Prompt — Where a line in the records below contains the string "iter", tally it; give only the final number.

Extracted records —
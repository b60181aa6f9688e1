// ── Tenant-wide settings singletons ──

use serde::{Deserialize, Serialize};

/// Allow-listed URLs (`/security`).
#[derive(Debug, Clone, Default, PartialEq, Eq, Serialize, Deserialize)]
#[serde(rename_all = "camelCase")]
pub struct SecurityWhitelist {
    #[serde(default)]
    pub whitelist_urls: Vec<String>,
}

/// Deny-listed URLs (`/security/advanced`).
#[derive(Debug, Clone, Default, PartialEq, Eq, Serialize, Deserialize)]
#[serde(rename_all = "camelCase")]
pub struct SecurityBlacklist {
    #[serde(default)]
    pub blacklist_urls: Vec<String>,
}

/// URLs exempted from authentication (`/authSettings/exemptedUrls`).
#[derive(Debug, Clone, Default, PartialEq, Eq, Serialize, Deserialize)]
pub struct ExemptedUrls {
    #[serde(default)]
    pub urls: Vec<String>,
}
==
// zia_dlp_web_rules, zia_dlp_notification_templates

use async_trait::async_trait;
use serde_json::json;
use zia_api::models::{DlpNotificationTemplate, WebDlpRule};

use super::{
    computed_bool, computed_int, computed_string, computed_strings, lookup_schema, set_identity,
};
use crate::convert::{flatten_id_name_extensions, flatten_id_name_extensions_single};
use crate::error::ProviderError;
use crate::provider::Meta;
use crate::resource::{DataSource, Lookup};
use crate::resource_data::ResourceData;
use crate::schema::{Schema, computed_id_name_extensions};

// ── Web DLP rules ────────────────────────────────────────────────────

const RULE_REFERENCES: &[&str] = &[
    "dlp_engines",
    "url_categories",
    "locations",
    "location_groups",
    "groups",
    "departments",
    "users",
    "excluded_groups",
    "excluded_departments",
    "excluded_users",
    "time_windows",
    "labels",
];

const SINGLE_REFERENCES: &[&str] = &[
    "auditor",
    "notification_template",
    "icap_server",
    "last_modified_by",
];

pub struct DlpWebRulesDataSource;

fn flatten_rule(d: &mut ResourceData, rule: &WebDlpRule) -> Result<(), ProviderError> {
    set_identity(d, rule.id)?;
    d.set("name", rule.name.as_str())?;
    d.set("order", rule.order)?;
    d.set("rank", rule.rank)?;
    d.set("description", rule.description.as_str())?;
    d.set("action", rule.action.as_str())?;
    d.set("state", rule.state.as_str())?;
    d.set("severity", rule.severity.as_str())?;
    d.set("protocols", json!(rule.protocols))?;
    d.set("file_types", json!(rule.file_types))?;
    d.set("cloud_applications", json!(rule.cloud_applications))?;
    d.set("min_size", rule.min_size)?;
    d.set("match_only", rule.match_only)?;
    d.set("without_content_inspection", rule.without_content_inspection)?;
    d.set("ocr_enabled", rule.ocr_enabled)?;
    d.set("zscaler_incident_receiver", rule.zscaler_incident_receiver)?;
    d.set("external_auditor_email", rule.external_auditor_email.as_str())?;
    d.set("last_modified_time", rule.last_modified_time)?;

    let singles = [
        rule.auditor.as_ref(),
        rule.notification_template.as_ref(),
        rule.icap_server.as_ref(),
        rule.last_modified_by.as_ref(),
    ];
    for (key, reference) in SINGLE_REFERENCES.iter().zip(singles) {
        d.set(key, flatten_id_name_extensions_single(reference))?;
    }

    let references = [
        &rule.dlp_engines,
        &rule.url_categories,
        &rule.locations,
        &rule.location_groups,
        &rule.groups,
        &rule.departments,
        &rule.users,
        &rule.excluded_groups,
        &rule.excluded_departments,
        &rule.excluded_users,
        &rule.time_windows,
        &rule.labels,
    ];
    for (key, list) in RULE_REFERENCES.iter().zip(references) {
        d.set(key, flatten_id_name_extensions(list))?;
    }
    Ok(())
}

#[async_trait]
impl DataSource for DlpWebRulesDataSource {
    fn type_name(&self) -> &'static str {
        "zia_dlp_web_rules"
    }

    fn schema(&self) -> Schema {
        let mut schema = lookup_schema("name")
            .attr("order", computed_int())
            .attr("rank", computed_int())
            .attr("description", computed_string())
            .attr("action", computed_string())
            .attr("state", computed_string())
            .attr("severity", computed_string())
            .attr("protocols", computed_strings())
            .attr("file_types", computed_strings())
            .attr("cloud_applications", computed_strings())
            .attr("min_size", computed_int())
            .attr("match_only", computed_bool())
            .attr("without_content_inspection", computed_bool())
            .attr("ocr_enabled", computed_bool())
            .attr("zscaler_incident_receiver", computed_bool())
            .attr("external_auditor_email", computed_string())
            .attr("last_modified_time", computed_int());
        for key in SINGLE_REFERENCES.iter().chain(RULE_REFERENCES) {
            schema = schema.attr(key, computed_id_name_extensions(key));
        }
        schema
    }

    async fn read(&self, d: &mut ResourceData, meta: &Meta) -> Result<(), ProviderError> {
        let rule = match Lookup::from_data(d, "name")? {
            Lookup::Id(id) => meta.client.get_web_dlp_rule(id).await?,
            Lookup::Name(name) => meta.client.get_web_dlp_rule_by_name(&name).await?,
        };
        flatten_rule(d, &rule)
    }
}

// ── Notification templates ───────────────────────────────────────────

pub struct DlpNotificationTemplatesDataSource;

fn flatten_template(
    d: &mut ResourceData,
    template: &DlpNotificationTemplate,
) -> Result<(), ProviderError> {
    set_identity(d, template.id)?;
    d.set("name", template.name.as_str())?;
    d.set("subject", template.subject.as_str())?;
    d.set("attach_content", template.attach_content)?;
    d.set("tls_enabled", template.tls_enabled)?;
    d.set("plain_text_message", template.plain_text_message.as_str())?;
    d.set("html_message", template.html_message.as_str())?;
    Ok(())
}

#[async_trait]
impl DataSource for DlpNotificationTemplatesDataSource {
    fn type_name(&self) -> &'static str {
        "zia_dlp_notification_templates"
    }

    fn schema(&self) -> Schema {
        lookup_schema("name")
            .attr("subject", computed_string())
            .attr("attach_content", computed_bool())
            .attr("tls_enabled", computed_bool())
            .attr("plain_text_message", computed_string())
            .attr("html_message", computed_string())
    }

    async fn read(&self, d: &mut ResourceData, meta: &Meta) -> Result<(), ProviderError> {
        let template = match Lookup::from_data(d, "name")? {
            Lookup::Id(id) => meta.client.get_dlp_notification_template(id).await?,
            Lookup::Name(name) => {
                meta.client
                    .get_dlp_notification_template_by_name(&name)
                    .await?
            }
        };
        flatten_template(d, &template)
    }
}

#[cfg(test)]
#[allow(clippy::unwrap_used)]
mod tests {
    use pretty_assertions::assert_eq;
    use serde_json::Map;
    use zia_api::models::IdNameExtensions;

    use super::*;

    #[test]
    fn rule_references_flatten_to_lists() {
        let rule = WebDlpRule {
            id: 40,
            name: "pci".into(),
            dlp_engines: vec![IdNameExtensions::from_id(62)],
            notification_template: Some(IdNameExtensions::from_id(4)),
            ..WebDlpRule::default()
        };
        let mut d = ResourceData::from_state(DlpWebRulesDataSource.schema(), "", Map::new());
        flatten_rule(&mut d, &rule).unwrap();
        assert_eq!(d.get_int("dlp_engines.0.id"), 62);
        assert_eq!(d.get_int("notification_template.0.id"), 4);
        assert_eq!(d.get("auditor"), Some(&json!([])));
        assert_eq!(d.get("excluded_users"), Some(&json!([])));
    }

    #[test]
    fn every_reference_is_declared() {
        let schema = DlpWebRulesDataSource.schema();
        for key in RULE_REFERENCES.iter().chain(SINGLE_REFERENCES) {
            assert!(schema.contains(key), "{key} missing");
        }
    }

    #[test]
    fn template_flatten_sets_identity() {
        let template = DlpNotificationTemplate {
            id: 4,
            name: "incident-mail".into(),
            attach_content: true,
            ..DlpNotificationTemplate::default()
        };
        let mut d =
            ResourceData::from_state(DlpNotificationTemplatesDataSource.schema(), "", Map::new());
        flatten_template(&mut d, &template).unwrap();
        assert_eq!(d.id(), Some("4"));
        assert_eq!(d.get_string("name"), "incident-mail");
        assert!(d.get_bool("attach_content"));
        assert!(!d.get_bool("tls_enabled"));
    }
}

Result of this task — 4